Non-hormonal methods of contraception include the use of barrier contraceptives (like condoms, diaphragms, and cervical caps), spermicides, natural family planning (intercourse planning to avoid timing around ovulation), abstinence, and the copper intrauterine device (IUD). Barrier methods, spermicides, and natural family planning all rely on careful planning and on having necessary contraception/tools on-hand at the time of intercourse. The copper IUD requires insertion by a health care provider.
The above-mentioned methods can be stopped at any time if a woman wants to conceive a child. There is also a non-hormonal option for definitive contraception with sterilization techniques (tubal ligation for women and vasectomy for men). These methods tend to be less effective (with the exception of abstinence, the copper IUD, and sterilization), but some also provide protection against sexually transmitted diseases (STDs), such as condoms, when used appropriately.
Hormonal methods of contraception include birth control pills (combined oral-contraceptive pills and progestin-only pills), skin patches, vaginal rings, Depo Medroxyprogesterone acetate injections (“Depo shots”), an implant in the arm, medicated IUD, and emergency contraception. Most of these methods are “generally used methods” by the World Health Organization in women with diabetes. However, some should be used with caution and only with the approval of a health care provider in women with diabetes for more than 20 years and/or with a history of advanced vascular diseases (such as in the eyes, kidneys, or nerves to the feet), and these include the combined oral contraceptive pills and Depo shots. In addition, some of these methods should not be used in women who smoke as they can increase the risk for dangerous blood clots.

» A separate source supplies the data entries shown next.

//! Fuzzy date search over single lines of header text.

use chrono::NaiveDate;
use once_cell::sync::Lazy;
use regex::{Captures, Regex};

/// One date found inside a line.
#[derive(Debug, Clone, PartialEq, Eq)]
pub struct DateMatch {
    /// The matched span, verbatim.
    pub text: String,
    /// Byte offset of the match within the line.
    pub start: usize,
    /// ISO-8601 `YYYY-MM-DD`. Missing day or month default to `01`.
    pub normalized: String,
}

/// Finds dates in a line of text.
///
/// Implementations return every match in order of appearance; callers that
/// want a single date take the first.
pub trait DateDetector: Send + Sync {
    fn find_dates(&self, line: &str) -> Vec<DateMatch>;
}

const MONTH: &str = r"(jan(?:uary)?|feb(?:ruary)?|mar(?:ch)?|apr(?:il)?|may|june?|july?|aug(?:ust)?|sep(?:t(?:ember)?)?|oct(?:ober)?|nov(?:ember)?|dec(?:ember)?)\.?";

static ISO_RE: Lazy<Regex> =
    Lazy::new(|| Regex::new(r"\b(\d{4})-(\d{1,2})-(\d{1,2})\b").unwrap());
static DAY_MONTH_YEAR_RE: Lazy<Regex> = Lazy::new(|| {
    Regex::new(&format!(
        r"(?i)\b(\d{{1,2}})(?:st|nd|rd|th)?\s+{MONTH},?\s+(\d{{4}})\b"
    ))
    .unwrap()
});
static MONTH_DAY_YEAR_RE: Lazy<Regex> = Lazy::new(|| {
    Regex::new(&format!(
        r"(?i)\b{MONTH}\s+(\d{{1,2}})(?:st|nd|rd|th)?,?\s+(\d{{4}})\b"
    ))
    .unwrap()
});
static NUMERIC_RE: Lazy<Regex> =
    Lazy::new(|| Regex::new(r"\b(\d{1,2})[/.](\d{1,2})[/.](\d{4})\b").unwrap());
static MONTH_YEAR_RE: Lazy<Regex> =
    Lazy::new(|| Regex::new(&format!(r"(?i)\b{MONTH},?\s+(\d{{4}})\b")).unwrap());
static YEAR_RE: Lazy<Regex> = Lazy::new(|| Regex::new(r"\b(19\d{2}|20\d{2})\b").unwrap());

/// Regex-driven [`DateDetector`] covering the forms common on paper title pages:
///
/// - `2023-03-15`
/// - `15 March 2023`, `15th Mar. 2023`
/// - `March 15, 2023`
/// - `03/15/2023`, `15.03.2023` (month first unless the first field exceeds 12)
/// - `March 2023`
/// - a bare year between 1900 and 2099 (optional, on by default)
///
/// Overlapping candidates resolve to the earliest, then longest, match, so
/// `15 March 2023` is reported once rather than also as `March 2023` and `2023`.
#[derive(Debug, Clone)]
pub struct PatternDateDetector {
    bare_years: bool,
}

impl Default for PatternDateDetector {
    fn default() -> Self {
        Self { bare_years: true }
    }
}

impl PatternDateDetector {
    pub fn new() -> Self {
        Self::default()
    }

    /// Whether a lone year such as `2021` counts as a date.
    pub fn with_bare_years(mut self, enabled: bool) -> Self {
        self.bare_years = enabled;
        self
    }
}

impl DateDetector for PatternDateDetector {
    fn find_dates(&self, line: &str) -> Vec<DateMatch> {
        let mut found: Vec<DateMatch> = Vec::new();

        collect(&ISO_RE, line, &mut found, |c| {
            ymd(num(c, 1)?, num(c, 2)?, num(c, 3)?)
        });
        collect(&DAY_MONTH_YEAR_RE, line, &mut found, |c| {
            ymd(num(c, 3)?, month_number(&c[2])?, num(c, 1)?)
        });
        collect(&MONTH_DAY_YEAR_RE, line, &mut found, |c| {
            ymd(num(c, 3)?, month_number(&c[1])?, num(c, 2)?)
        });
        collect(&NUMERIC_RE, line, &mut found, |c| {
            let (first, second, year) = (num(c, 1)?, num(c, 2)?, num(c, 3)?);
            if first > 12 {
                ymd(year, second, first)
            } else {
                ymd(year, first, second)
            }
        });
        collect(&MONTH_YEAR_RE, line, &mut found, |c| {
            ymd(num(c, 2)?, month_number(&c[1])?, 1)
        });
        if self.bare_years {
            let mut years = Vec::new();
            collect(&YEAR_RE, line, &mut years, |c| ymd(num(c, 1)?, 1, 1));
            years.retain(|m| !inside_identifier(line, m.start, m.start + m.text.len()));
            found.extend(years);
        }

        resolve_overlaps(found)
    }
}

fn collect(
    re: &Regex,
    line: &str,
    found: &mut Vec<DateMatch>,
    to_date: impl Fn(&Captures) -> Option<NaiveDate>,
) {
    for caps in re.captures_iter(line) {
        let Some(whole) = caps.get(0) else { continue };
        if let Some(date) = to_date(&caps) {
            found.push(DateMatch {
                text: whole.as_str().to_string(),
                start: whole.start(),
                normalized: date.format("%Y-%m-%d").to_string(),
            });
        }
    }
}

/// Keep the earliest match at each position, preferring the longest, and
/// drop anything overlapping an already accepted match.
fn resolve_overlaps(mut found: Vec<DateMatch>) -> Vec<DateMatch> {
    found.sort_by(|a, b| a.start.cmp(&b.start).then(b.text.len().cmp(&a.text.len())));
    let mut accepted: Vec<DateMatch> = Vec::with_capacity(found.len());
    let mut covered_until = 0;
    for m in found {
        if !accepted.is_empty() && m.start < covered_until {
            continue;
        }
        covered_until = m.start + m.text.len();
        accepted.push(m);
    }
    accepted
}

/// True when `line[start..end]` is part of a token such as `arXiv:2005.14165`
/// or `10.1145/2020.123`, where four digits are an identifier, not a year.
fn inside_identifier(line: &str, start: usize, end: usize) -> bool {
    let before = line[..start].chars().next_back();
    let mut after = line[end..].chars();
    let next = after.next();
    let digit_after_separator = after.next().is_some_and(|c| c.is_ascii_digit());

    matches!(before, Some(':' | '/' | '.'))
        || (matches!(next, Some('.' | '/')) && digit_after_separator)
}

fn num(caps: &Captures, group: usize) -> Option<u32> {
    caps.get(group)?.as_str().parse().ok()
}

fn ymd(year: u32, month: u32, day: u32) -> Option<NaiveDate> {
    NaiveDate::from_ymd_opt(i32::try_from(year).ok()?, month, day)
}

fn month_number(name: &str) -> Option<u32> {
    let name = name.trim_end_matches('.').to_ascii_lowercase();
    let month = match name.get(..3)? {
        "jan" => 1,
        "feb" => 2,
        "mar" => 3,
        "apr" => 4,
        "may" => 5,
        "jun" => 6,
        "jul" => 7,
        "aug" => 8,
        "sep" => 9,
        "oct" => 10,
        "nov" => 11,
        "dec" => 12,
        _ => return None,
    };
    Some(month)
}
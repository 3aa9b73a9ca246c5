use std::path::Path;

use mupdf::{Document, TextPageFlags};

use papermeta_core::{BackendError, PdfBackend, PdfDocument};

/// MuPDF-based implementation of [`PdfBackend`].
///
/// This crate isolates the AGPL-3.0 mupdf dependency so that the rest of
/// the workspace can be built and tested against in-memory documents.
///
/// Header and footer bands are kept by default: the title block of a paper
/// often sits in the top few percent of the first page. Enable exclusion
/// with [`with_header_exclusion`](MupdfBackend::with_header_exclusion) and
/// [`with_footer_exclusion`](MupdfBackend::with_footer_exclusion) for
/// documents with noisy running headers.
#[derive(Debug, Clone, Default)]
pub struct MupdfBackend {
    /// Fraction of page height from the bottom to drop (0.0–1.0).
    footer_exclusion_ratio: Option<f32>,
    /// Fraction of page height from the top to drop (0.0–1.0).
    header_exclusion_ratio: Option<f32>,
}

impl MupdfBackend {
    pub fn new() -> Self {
        Self::default()
    }

    /// Set the footer exclusion ratio. Pass `0.0` to disable.
    pub fn with_footer_exclusion(mut self, ratio: f32) -> Self {
        self.footer_exclusion_ratio = (ratio > 0.0).then_some(ratio.min(1.0));
        self
    }

    /// Set the header exclusion ratio. Pass `0.0` to disable.
    pub fn with_header_exclusion(mut self, ratio: f32) -> Self {
        self.header_exclusion_ratio = (ratio > 0.0).then_some(ratio.min(1.0));
        self
    }
}

impl PdfBackend for MupdfBackend {
    fn open(&self, path: &Path) -> Result<Box<dyn PdfDocument>, BackendError> {
        let path_str = path
            .to_str()
            .ok_or_else(|| BackendError::OpenError("invalid path encoding".into()))?;

        let document =
            Document::open(path_str).map_err(|e| BackendError::OpenError(e.to_string()))?;
        let page_count = document
            .page_count()
            .map_err(|e| BackendError::OpenError(e.to_string()))?;

        tracing::debug!(path = %path.display(), page_count, "opened PDF");
        Ok(Box::new(MupdfDocument {
            document,
            page_count: usize::try_from(page_count).unwrap_or(0),
            footer_exclusion_ratio: self.footer_exclusion_ratio,
            header_exclusion_ratio: self.header_exclusion_ratio,
        }))
    }
}

/// An open MuPDF document. Pages are decoded on demand.
struct MupdfDocument {
    document: Document,
    page_count: usize,
    footer_exclusion_ratio: Option<f32>,
    header_exclusion_ratio: Option<f32>,
}

impl PdfDocument for MupdfDocument {
    fn page_count(&self) -> usize {
        self.page_count
    }

    fn page_text(&self, index: usize) -> Result<String, BackendError> {
        if index >= self.page_count {
            return Err(BackendError::PageOutOfRange {
                index,
                count: self.page_count,
            });
        }
        let page_no = i32::try_from(index).map_err(|e| BackendError::ExtractionError(e.to_string()))?;
        let page = self
            .document
            .load_page(page_no)
            .map_err(|e| BackendError::ExtractionError(e.to_string()))?;
        let text_page = page
            .to_text_page(TextPageFlags::empty())
            .map_err(|e| BackendError::ExtractionError(e.to_string()))?;

        let page_bounds = page
            .bounds()
            .map_err(|e| BackendError::ExtractionError(e.to_string()))?;
        let page_height = page_bounds.y1 - page_bounds.y0;
        let header_threshold = self
            .header_exclusion_ratio
            .map(|r| page_bounds.y0 + page_height * r);
        let footer_threshold = self
            .footer_exclusion_ratio
            .map(|r| page_bounds.y1 - page_height * r);

        // Block/line iteration keeps the visual line breaks the normalizer relies on.
        let mut text = String::new();
        for block in text_page.blocks() {
            let bounds = block.bounds();
            if header_threshold.is_some_and(|t| bounds.y1 <= t) {
                continue;
            }
            if footer_threshold.is_some_and(|t| bounds.y0 >= t) {
                continue;
            }
            for line in block.lines() {
                for c in line.chars() {
                    push_expanded(&mut text, c.char().unwrap_or('\u{FFFD}'));
                }
                text.push('\n');
            }
        }
        Ok(text)
    }
}

/// Append `c`, spelling out typographic ligatures (U+FB00–U+FB06).
fn push_expanded(out: &mut String, c: char) {
    match c {
        '\u{FB00}' => out.push_str("ff"),
        '\u{FB01}' => out.push_str("fi"),
        '\u{FB02}' => out.push_str("fl"),
        '\u{FB03}' => out.push_str("ffi"),
        '\u{FB04}' => out.push_str("ffl"),
        '\u{FB05}' | '\u{FB06}' => out.push_str("st"),
        other => out.push(other),
    }
}

#[cfg(test)]
mod tests {
    use super::*;

    fn expand(s: &str) -> String {
        let mut out = String::new();
        s.chars().for_each(|c| push_expanded(&mut out, c));
        out
    }

    #[test]
    fn test_ligatures_are_expanded() {
        assert_eq!(expand("\u{FB01}nd e\u{FB03}cient \u{FB02}ow"), "find efficient flow");
        assert_eq!(expand("o\u{FB00}set \u{FB04}y \u{FB06}op"), "offset ffly stop");
        assert_eq!(expand("plain text"), "plain text");
    }

    #[test]
    fn test_exclusion_defaults_off() {
        let backend = MupdfBackend::new();
        assert!(backend.header_exclusion_ratio.is_none());
        assert!(backend.footer_exclusion_ratio.is_none());
    }

    #[test]
    fn test_exclusion_builders() {
        let backend = MupdfBackend::new()
            .with_header_exclusion(0.04)
            .with_footer_exclusion(1.5);
        assert_eq!(backend.header_exclusion_ratio, Some(0.04));
        assert_eq!(backend.footer_exclusion_ratio, Some(1.0));
        assert!(backend.with_header_exclusion(0.0).header_exclusion_ratio.is_none());
    }

    #[test]
    fn test_missing_file_is_open_error() {
        let result = MupdfBackend::new().open(Path::new("/nonexistent/paper.pdf"));
        assert!(matches!(result, Err(BackendError::OpenError(_))));
    }
}
use std::path::{Path, PathBuf};

use serde::{Deserialize, Serialize};

use crate::config::{CandidatePolicy, PipelineConfigBuilder};

/// On-disk TOML configuration structure.
/// All fields are optional so partial configs work (merge with defaults).
#[derive(Debug, Clone, Default, PartialEq, Eq, Serialize, Deserialize)]
pub struct ConfigFile {
    pub extraction: Option<ExtractionConfig>,
    pub llm: Option<LlmSection>,
    pub output: Option<OutputConfig>,
}

#[derive(Debug, Clone, Default, PartialEq, Eq, Serialize, Deserialize)]
pub struct ExtractionConfig {
    pub min_line_chars: Option<usize>,
    pub max_header_lines: Option<usize>,
    pub min_content_chars: Option<usize>,
    pub max_summary_pages: Option<usize>,
    pub candidate_policy: Option<CandidatePolicy>,
}

#[derive(Debug, Clone, Default, PartialEq, Eq, Serialize, Deserialize)]
pub struct LlmSection {
    pub host: Option<String>,
    pub title_model: Option<String>,
    pub authors_model: Option<String>,
    pub summary_model: Option<String>,
    pub timeout_secs: Option<u64>,
    pub requests_per_minute: Option<u32>,
}

#[derive(Debug, Clone, Default, PartialEq, Eq, Serialize, Deserialize)]
pub struct OutputConfig {
    pub dir: Option<String>,
    pub num_workers: Option<usize>,
}

/// Platform config directory path: `<config_dir>/papermeta/config.toml`.
pub fn config_path() -> Option<PathBuf> {
    dirs::config_dir().map(|d| d.join("papermeta").join("config.toml"))
}

/// Load config by cascading CWD `.papermeta.toml` over platform config.
/// CWD values override platform values.
pub fn load_config() -> ConfigFile {
    let platform = config_path().and_then(|p| load_from_path(&p));
    let cwd = load_from_path(Path::new(".papermeta.toml"));

    match (platform, cwd) {
        (None, None) => ConfigFile::default(),
        (Some(p), None) => p,
        (None, Some(c)) => c,
        (Some(p), Some(c)) => merge(p, c),
    }
}

/// Load a config from a specific path. Returns `None` if the file doesn't
/// exist or can't be parsed.
pub fn load_from_path(path: &Path) -> Option<ConfigFile> {
    let content = std::fs::read_to_string(path).ok()?;
    toml::from_str(&content).ok()
}

/// Merge two configs: `overlay` values take precedence over `base`.
pub fn merge(base: ConfigFile, overlay: ConfigFile) -> ConfigFile {
    let base_ex = base.extraction.unwrap_or_default();
    let over_ex = overlay.extraction.unwrap_or_default();
    let base_llm = base.llm.unwrap_or_default();
    let over_llm = overlay.llm.unwrap_or_default();
    let base_out = base.output.unwrap_or_default();
    let over_out = overlay.output.unwrap_or_default();

    ConfigFile {
        extraction: Some(ExtractionConfig {
            min_line_chars: over_ex.min_line_chars.or(base_ex.min_line_chars),
            max_header_lines: over_ex.max_header_lines.or(base_ex.max_header_lines),
            min_content_chars: over_ex.min_content_chars.or(base_ex.min_content_chars),
            max_summary_pages: over_ex.max_summary_pages.or(base_ex.max_summary_pages),
            candidate_policy: over_ex.candidate_policy.or(base_ex.candidate_policy),
        }),
        llm: Some(LlmSection {
            host: over_llm.host.or(base_llm.host),
            title_model: over_llm.title_model.or(base_llm.title_model),
            authors_model: over_llm.authors_model.or(base_llm.authors_model),
            summary_model: over_llm.summary_model.or(base_llm.summary_model),
            timeout_secs: over_llm.timeout_secs.or(base_llm.timeout_secs),
            requests_per_minute: over_llm.requests_per_minute.or(base_llm.requests_per_minute),
        }),
        output: Some(OutputConfig {
            dir: over_out.dir.or(base_out.dir),
            num_workers: over_out.num_workers.or(base_out.num_workers),
        }),
    }
}

impl ConfigFile {
    /// Seed a [`PipelineConfigBuilder`] with every value present in the file.
    ///
    /// Callers apply CLI flags and environment variables on top of the
    /// returned builder, so file values only win over built-in defaults.
    pub fn to_builder(&self) -> PipelineConfigBuilder {
        let mut builder = PipelineConfigBuilder::new();

        if let Some(ex) = &self.extraction {
            if let Some(n) = ex.min_line_chars {
                builder = builder.min_line_chars(n);
            }
            if let Some(n) = ex.max_header_lines {
                builder = builder.max_header_lines(n);
            }
            if let Some(n) = ex.min_content_chars {
                builder = builder.min_content_chars(n);
            }
            if let Some(n) = ex.max_summary_pages {
                builder = builder.max_summary_pages(n);
            }
            if let Some(policy) = ex.candidate_policy {
                builder = builder.candidate_policy(policy);
            }
        }

        if let Some(llm) = &self.llm {
            if let Some(host) = &llm.host {
                builder = builder.host(host.clone());
            }
            if let Some(m) = &llm.title_model {
                builder = builder.title_model(m.clone());
            }
            if let Some(m) = &llm.authors_model {
                builder = builder.authors_model(m.clone());
            }
            if let Some(m) = &llm.summary_model {
                builder = builder.summary_model(m.clone());
            }
            if let Some(secs) = llm.timeout_secs {
                builder = builder.timeout_secs(secs);
            }
            if let Some(n) = llm.requests_per_minute {
                builder = builder.requests_per_minute(n);
            }
        }

        if let Some(out) = &self.output {
            if let Some(dir) = &out.dir {
                builder = builder.output_dir(dir);
            }
            if let Some(n) = out.num_workers {
                builder = builder.num_workers(n);
            }
        }

        builder
    }
}
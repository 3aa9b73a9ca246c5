use std::path::Path;

use papermeta_core::filename::UNTITLED;
use papermeta_core::{
    AuthorsResult, DetectedDate, MetadataRecord, SummaryResult, TitleResult, fallback_stem,
    sanitize_filename,
};

pub const SIDECAR_EXTENSION: &str = "json";

/// Combines extraction results into a [`MetadataRecord`].
#[derive(Debug, Clone, Copy, Default)]
pub struct RecordAssembler;

impl RecordAssembler {
    pub fn new() -> Self {
        Self
    }

    /// Build the record for `source_path`.
    ///
    /// An empty title is replaced by the sanitized file stem. The sidecar
    /// name is the sanitized title plus `.json`.
    pub fn assemble(
        &self,
        title: TitleResult,
        authors: AuthorsResult,
        date: Option<DetectedDate>,
        summary: SummaryResult,
        source_path: &Path,
    ) -> MetadataRecord {
        let title = if title.is_empty() {
            let stem = fallback_stem(source_path);
            tracing::info!(
                source = %source_path.display(),
                fallback = %stem,
                "no title extracted, using file name"
            );
            TitleResult {
                title: stem,
                line_number: 0,
            }
        } else {
            title
        };

        let destination_filename = format!(
            "{}.{SIDECAR_EXTENSION}",
            destination_stem(&title.title, source_path)
        );

        MetadataRecord {
            title,
            authors,
            date,
            summary,
            source_path: source_path.to_path_buf(),
            destination_filename,
        }
    }
}

/// Sanitized title, or the sanitized source stem when the title has no
/// usable characters, or [`UNTITLED`].
pub fn destination_stem(title: &str, source_path: &Path) -> String {
    let from_title = sanitize_filename(title);
    if !from_title.is_empty() {
        return from_title;
    }
    let from_source = fallback_stem(source_path);
    if !from_source.is_empty() {
        return from_source;
    }
    UNTITLED.to_string()
}

/// File name for a renamed copy: the stem of `destination` with the
/// extension of `source`.
pub fn copy_file_name(destination: &str, source: &Path) -> String {
    let stem = Path::new(destination)
        .file_stem()
        .map(|s| s.to_string_lossy().into_owned())
        .unwrap_or_default();
    match source.extension() {
        Some(ext) => format!("{stem}.{}", ext.to_string_lossy()),
        None => stem,
    }
}

#[cfg(test)]
mod tests {
    use std::path::PathBuf;

    use super::*;

    fn title(s: &str) -> TitleResult {
        TitleResult {
            title: s.to_string(),
            line_number: 1,
        }
    }

    fn assemble(t: TitleResult, source: &str) -> MetadataRecord {
        RecordAssembler::new().assemble(
            t,
            AuthorsResult::default(),
            None,
            SummaryResult::default(),
            Path::new(source),
        )
    }

    #[test]
    fn test_destination_from_title() {
        let record = assemble(title("Attention Is All You Need"), "/papers/1706.03762.pdf");
        assert_eq!(record.destination_filename, "Attention_Is_All_You_Need.json");
        assert_eq!(record.title.title, "Attention Is All You Need");
        assert_eq!(record.source_path, PathBuf::from("/papers/1706.03762.pdf"));
    }

    #[test]
    fn test_empty_title_falls_back_to_stem() {
        let record = assemble(TitleResult::default(), "/papers/my paper (draft).pdf");
        assert_eq!(record.title.title, "my_paper_draft");
        assert_eq!(record.title.line_number, 0);
        assert_eq!(record.destination_filename, "my_paper_draft.json");
    }

    #[test]
    fn test_fallback_is_deterministic() {
        let a = assemble(title("   "), "/x/scan-0042.pdf");
        let b = assemble(TitleResult::default(), "/x/scan-0042.pdf");
        assert_eq!(a.destination_filename, "scan-0042.json");
        assert_eq!(a.destination_filename, b.destination_filename);
    }

    #[test]
    fn test_unsanitizable_title_uses_stem_for_file_name() {
        let record = assemble(title("深層学習"), "/x/deep.pdf");
        assert_eq!(record.title.title, "深層学習");
        assert_eq!(record.destination_filename, "deep.json");
    }

    #[test]
    fn test_nothing_usable_is_untitled() {
        assert_eq!(destination_stem("", Path::new("/x/数据.pdf")), "untitled");
    }

    #[test]
    fn test_inputs_are_carried_through() {
        let authors = AuthorsResult {
            authors_display: "Jane Doe".into(),
            authors_list: vec!["Jane Doe".into()],
            line_number: 2,
        };
        let date = DetectedDate {
            date_value: "2023-03-15".into(),
            source_line: "15 March 2023".into(),
        };
        let record = RecordAssembler::new().assemble(
            title("A Title"),
            authors.clone(),
            Some(date.clone()),
            SummaryResult {
                summary: "Short.".into(),
            },
            Path::new("a.pdf"),
        );
        assert_eq!(record.authors, authors);
        assert_eq!(record.date, Some(date));
        assert_eq!(record.summary.summary, "Short.");
    }

    #[test]
    fn test_copy_file_name() {
        assert_eq!(
            copy_file_name("Attention_Is_All_You_Need.json", Path::new("/in/1706.03762.pdf")),
            "Attention_Is_All_You_Need.pdf"
        );
        assert_eq!(copy_file_name("Notes.json", Path::new("/in/README")), "Notes");
    }
}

Some hormonal methods require that the user follow instructions carefully in order to provide protection against an unplanned pregnancy (such as the pills, patches, vaginal rings, and Depo shots). For example, skipping pills or taking them later on the same day can result in a pregnancy. Other methods are less reliant on the user as they are inserted in a health care provider’s office into the skin (arm implant) or uterus (IUDs) and thus provide protection against pregnancy for 3-10 years, depending on the device, without having to do something daily or monthly.
None of the hormonal contraceptive methods protect against STDs, so one should consider that in some cases two methods of contraception would be required (for example, IUD and condom use).